We’re working to make sure that people get 8 week’s notice which is what’s usually given for big events. (3)
Are any any fringe events being planned?
Yes, a call out for fringe events to organisations has been sent out and hoping to organise them along the five main themes of MACF- Buildings, Energy, Transport, Green & Blue Infrastructure, Sustainable Consumption & Production.
What is the total budget?
We haven’t finalised that yet.
Is there a “sponsoring organisation”? What efforts have been made to get sponsorship?
Not yet although a sub group of the Steering Group met in December to discuss details.
Who from the steering group has “oversight” of this?
There is no lead for the conference yet although a sub-group met before Xmas meet to discuss and I haven’t caught up with what was decided yet.
What is *different* this year than last year’s conference. I.e. if someone found it not worth their time last year, what is different about this year’s conference?
Again, the sub-group is looking at these issues.
We have been here before. This time last year (January 13th 2012) Manchester Climate Monthly broke the news of the date of the second (delayed-without-announcement-or-apology) “Stakeholder Climate Change Conference” for the Manchester Climate Action Plan. At that time there was also no venue, no theme, no “how-to-sign-up.” (4)
In the event, the conference was widely regarded as an omnishambles. Significant numbers of people left before the end, and the feedback – what little there was of it – was lukewarm to negative.
How did the Steering Group react? Did they start planning for the next year’s conference immediately, with a determination to help the city gain momentum, and to claw back squandered credibility? Did they choose a date? A venue? Establish a budget? Set up a working group to learn lessons and do outreach to ensure a wider range of attendees than 2012’s pale, male and stale turn out?
The questions may be rhetorical, but the answers – and their consequences – are deadly serious. The answers: No. No. No. No. No. And no.
The 2013 is happening in nine weeks – either on a date to be decided or on Friday 8th, depending on whether you go with Mr Connor’s answers to us or what has been on the official website since before Christmas. Many public sector employees who want to attend will have very little annual leave left by then. The bulk of the attendees will environment-sector people, with a smattering of retirees and students. Wage slaves from outside the “green” sector will be very thin on the ground. Pale, male, stale, as the phrase taught us by someone goes.

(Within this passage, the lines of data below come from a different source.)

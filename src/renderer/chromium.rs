//! Headless Chrome/Chromium renderer driven over the DevTools protocol.

use std::time::{Duration, Instant};

use async_trait::async_trait;
use chromiumoxide::browser::{Browser, BrowserConfig};
use chromiumoxide::cdp::browser_protocol::page::NavigateParams;
use chromiumoxide::element::Element;
use chromiumoxide::Page;
use futures_util::StreamExt;
use tokio::sync::Mutex;
use tokio::task::JoinHandle;
use tracing::{debug, error, info, warn};

use super::{Container, Renderer, RendererError, WaitStrategy};
use crate::constants::HARVEST_USER_AGENT;

/// Default viewport width in pixels.
pub const DEFAULT_VIEWPORT_WIDTH: u32 = 1280;

/// Default viewport height in pixels. Tall so each scroll reveals more posts.
pub const DEFAULT_VIEWPORT_HEIGHT: u32 = 1600;

/// Default CDP request timeout in seconds. Also bounds each navigation, so it
/// must be at least the navigation budget.
pub const DEFAULT_REQUEST_TIMEOUT_SECS: u64 = 120;

/// How long the resource count must stay flat to count as network idle.
const NETWORK_IDLE_WINDOW_MS: u64 = 1000;

const POLL_INTERVAL: Duration = Duration::from_millis(250);

/// Browser launch options.
#[derive(Debug, Clone)]
pub struct BrowserOptions {
    /// Run without a visible window.
    pub headless: bool,
    /// Viewport width in pixels.
    pub viewport_width: u32,
    /// Viewport height in pixels.
    pub viewport_height: u32,
    /// Timeout for individual CDP requests, including `goto` and `evaluate`.
    pub request_timeout: Duration,
    /// Path to Chrome/Chromium executable (None for auto-detection).
    pub chrome_path: Option<String>,
    pub user_agent: String,
}

impl Default for BrowserOptions {
    fn default() -> Self {
        Self {
            headless: true,
            viewport_width: DEFAULT_VIEWPORT_WIDTH,
            viewport_height: DEFAULT_VIEWPORT_HEIGHT,
            request_timeout: Duration::from_secs(DEFAULT_REQUEST_TIMEOUT_SECS),
            chrome_path: None,
            user_agent: HARVEST_USER_AGENT.to_string(),
        }
    }
}

/// One browser process with a single page.
///
/// The CDP event handler runs on its own task for the life of the session.
pub struct ChromiumRenderer {
    browser: Mutex<Option<Browser>>,
    page: Page,
    handler_task: JoinHandle<()>,
}

impl ChromiumRenderer {
    /// Launch the browser and open a blank page.
    ///
    /// # Errors
    ///
    /// Returns [`RendererError::Launch`] if the browser cannot be started.
    pub async fn launch(options: &BrowserOptions) -> Result<Self, RendererError> {
        info!(headless = options.headless, "Launching browser");

        let mut config_builder = BrowserConfig::builder()
            .window_size(options.viewport_width, options.viewport_height)
            .request_timeout(options.request_timeout)
            .no_sandbox()
            .disable_default_args()
            .arg("--disable-gpu")
            .arg("--disable-dev-shm-usage")
            .arg("--disable-software-rasterizer")
            .arg("--disable-blink-features=AutomationControlled")
            .arg("--no-first-run")
            .arg("--no-default-browser-check")
            .arg("--disable-extensions")
            .arg("--disable-sync")
            .arg("--disable-translate")
            .arg("--mute-audio")
            .arg("--lang=en-US,en")
            .arg(format!("--user-agent={}", options.user_agent));

        config_builder = if options.headless {
            config_builder.arg("--headless=new")
        } else {
            config_builder.with_head()
        };

        if let Some(ref chrome_path) = options.chrome_path {
            config_builder = config_builder.chrome_executable(chrome_path);
        }

        let browser_config = config_builder
            .build()
            .map_err(|e| RendererError::Launch(format!("invalid browser config: {e}")))?;

        let (mut browser, mut handler) = Browser::launch(browser_config)
            .await
            .map_err(|e| RendererError::Launch(e.to_string()))?;

        let handler_task = tokio::spawn(async move {
            while let Some(event) = handler.next().await {
                if let Err(e) = event {
                    debug!("Browser handler error: {e}");
                }
            }
        });

        let page = match browser.new_page("about:blank").await {
            Ok(page) => page,
            Err(e) => {
                if let Err(close_err) = browser.close().await {
                    warn!("Failed to close browser after page creation error: {close_err}");
                }
                handler_task.abort();
                return Err(RendererError::Launch(format!("failed to open page: {e}")));
            }
        };

        info!("Browser ready");

        Ok(Self {
            browser: Mutex::new(Some(browser)),
            page,
            handler_task,
        })
    }

    /// Poll the resource timing buffer until it stops growing.
    ///
    /// Returns `false` if the page was still busy when `budget` ran out.
    async fn wait_for_network_idle(&self, budget: Duration) -> Result<bool, RendererError> {
        let timeout_ms = u64::try_from(budget.as_millis()).unwrap_or(u64::MAX);
        let js = format!(
            r"(async () => {{
                const timeoutMs = {timeout_ms};
                const idleMs = {NETWORK_IDLE_WINDOW_MS};
                const interval = 250;
                const start = Date.now();
                let lastCount = 0;
                let stableMs = 0;
                try {{ lastCount = performance.getEntriesByType('resource').length; }} catch (_) {{ lastCount = 0; }}
                while (Date.now() - start < timeoutMs) {{
                    await new Promise(r => setTimeout(r, interval));
                    let curCount = lastCount;
                    try {{ curCount = performance.getEntriesByType('resource').length; }} catch (_) {{ curCount = lastCount; }}
                    if (document.readyState === 'complete' && curCount === lastCount) {{
                        stableMs += interval;
                        if (stableMs >= idleMs) {{ return true; }}
                    }} else {{
                        stableMs = 0;
                    }}
                    lastCount = curCount;
                }}
                return false;
            }})()"
        );

        let result = self
            .page
            .evaluate(js)
            .await
            .map_err(|e| RendererError::Script(e.to_string()))?;
        Ok(result.into_value::<bool>().unwrap_or(false))
    }

    async fn ready_state(&self) -> Result<String, RendererError> {
        let result = self
            .page
            .evaluate("document.readyState")
            .await
            .map_err(|e| RendererError::Script(e.to_string()))?;
        Ok(result.into_value::<String>().unwrap_or_default())
    }

    async fn load_network_idle(&self, url: &str, budget: Duration) -> Result<(), RendererError> {
        let started = Instant::now();
        self.page
            .goto(url)
            .await
            .map_err(|e| RendererError::Navigation {
                url: url.to_string(),
                message: e.to_string(),
            })?;

        let remaining = budget.saturating_sub(started.elapsed());
        if self.wait_for_network_idle(remaining).await? {
            debug!(url = %url, elapsed_ms = started.elapsed().as_millis(), "Network idle reached");
            Ok(())
        } else {
            Err(RendererError::Timeout {
                what: "network idle".to_string(),
                after: budget,
            })
        }
    }

    async fn load_dom_parsed(&self, url: &str) -> Result<(), RendererError> {
        let params = NavigateParams::builder()
            .url(url)
            .build()
            .map_err(|e| RendererError::Navigation {
                url: url.to_string(),
                message: e,
            })?;

        self.page
            .execute(params)
            .await
            .map_err(|e| RendererError::Navigation {
                url: url.to_string(),
                message: e.to_string(),
            })?;

        loop {
            let state = self.ready_state().await?;
            if state == "interactive" || state == "complete" {
                debug!(url = %url, ready_state = %state, "Document parsed");
                return Ok(());
            }
            tokio::time::sleep(POLL_INTERVAL).await;
        }
    }
}

#[async_trait]
impl Renderer for ChromiumRenderer {
    async fn load_url(
        &self,
        url: &str,
        timeout: Duration,
        strategy: WaitStrategy,
    ) -> Result<(), RendererError> {
        debug!(url = %url, ?strategy, timeout_secs = timeout.as_secs(), "Loading page");

        let load = async {
            match strategy {
                WaitStrategy::NetworkIdle => self.load_network_idle(url, timeout).await,
                WaitStrategy::DomContentLoaded => self.load_dom_parsed(url).await,
            }
        };

        tokio::time::timeout(timeout, load)
            .await
            .map_err(|_| RendererError::Timeout {
                what: format!("loading {url}"),
                after: timeout,
            })?
    }

    async fn wait_for_selector(
        &self,
        selector: &str,
        timeout: Duration,
    ) -> Result<(), RendererError> {
        let deadline = Instant::now() + timeout;
        loop {
            match self.page.find_elements(selector).await {
                Ok(elements) if !elements.is_empty() => return Ok(()),
                Ok(_) => {}
                Err(e) => debug!(selector = %selector, error = %e, "Selector probe failed"),
            }
            if Instant::now() >= deadline {
                return Err(RendererError::Timeout {
                    what: format!("waiting for `{selector}`"),
                    after: timeout,
                });
            }
            tokio::time::sleep(POLL_INTERVAL).await;
        }
    }

    async fn query_all(&self, selector: &str) -> Result<Vec<Box<dyn Container>>, RendererError> {
        let elements =
            self.page
                .find_elements(selector)
                .await
                .map_err(|e| RendererError::Query {
                    selector: selector.to_string(),
                    message: e.to_string(),
                })?;
        Ok(wrap_elements(elements))
    }

    async fn execute_script(&self, script: &str) -> Result<(), RendererError> {
        self.page
            .evaluate(script)
            .await
            .map(|_| ())
            .map_err(|e| RendererError::Script(e.to_string()))
    }

    async fn close(&self) -> Result<(), RendererError> {
        let mut browser_guard = self.browser.lock().await;
        let Some(mut browser) = browser_guard.take() else {
            return Ok(());
        };

        if let Err(e) = self.page.clone().close().await {
            warn!("Failed to close page: {e}");
        }

        let result = match browser.close().await {
            Ok(_) => {
                if let Err(e) = browser.wait().await {
                    debug!("Browser process did not exit cleanly: {e}");
                }
                info!("Browser shutdown complete");
                Ok(())
            }
            Err(e) => {
                error!("Failed to close browser: {e}");
                Err(RendererError::Shutdown(e.to_string()))
            }
        };

        self.handler_task.abort();
        result
    }
}

impl Drop for ChromiumRenderer {
    fn drop(&mut self) {
        // The browser process is killed when `Browser` drops; only the handler
        // task needs stopping here.
        self.handler_task.abort();
    }
}

fn wrap_elements(elements: Vec<Element>) -> Vec<Box<dyn Container>> {
    elements
        .into_iter()
        .map(|element| Box::new(ChromiumContainer { element }) as Box<dyn Container>)
        .collect()
}

/// A live DOM element in the browser page.
struct ChromiumContainer {
    element: Element,
}

#[async_trait]
impl Container for ChromiumContainer {
    async fn query_all(&self, selector: &str) -> Result<Vec<Box<dyn Container>>, RendererError> {
        let elements = self
            .element
            .find_elements(selector)
            .await
            .map_err(|e| RendererError::Query {
                selector: selector.to_string(),
                message: e.to_string(),
            })?;
        Ok(wrap_elements(elements))
    }

    async fn query_single(
        &self,
        selector: &str,
    ) -> Result<Option<Box<dyn Container>>, RendererError> {
        Ok(self.query_all(selector).await?.into_iter().next())
    }

    async fn attribute(&self, name: &str) -> Result<Option<String>, RendererError> {
        self.element
            .attribute(name)
            .await
            .map_err(|e| RendererError::Query {
                selector: format!("@{name}"),
                message: e.to_string(),
            })
    }

    async fn inner_text(&self) -> Result<String, RendererError> {
        self.element
            .inner_text()
            .await
            .map(Option::unwrap_or_default)
            .map_err(|e| RendererError::Query {
                selector: "innerText".to_string(),
                message: e.to_string(),
            })
    }
}

#[cfg(test)]
mod tests {
    use super::*;

    #[test]
    fn test_default_options() {
        let options = BrowserOptions::default();
        assert!(options.headless);
        assert_eq!(options.viewport_width, DEFAULT_VIEWPORT_WIDTH);
        assert_eq!(options.viewport_height, DEFAULT_VIEWPORT_HEIGHT);
        assert_eq!(options.user_agent, HARVEST_USER_AGENT);
        assert!(options.chrome_path.is_none());
    }
}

Three and a half years after the Action Plan was agreed, a third of the way to the 2020 target, does ANYONE think this is acceptable, excusable?
Some questions arise from this farrago.
What has the Steering Group been DOING all this time? (Maybe they could publish the minutes of their meetings in 2012? After all, they promised to, and they managed this difficult feat in 2011 and 2010).
Do they give a damn about the group’s low (and steadily decreasing) reputation and profile?
Do members of this group – as individuals – ever wonder if continued membership of such an obviously non-functional group (dysfunctional would imply they were actually doing something) is a reputational risk?
Could they organise a piss-up in a brewery?
Those answers: Nowt? Seems not. Seems not. No.
(1) Interview conducted by telephone on Thursday 3rd January by MCFly co-editor Arwa Aburawa.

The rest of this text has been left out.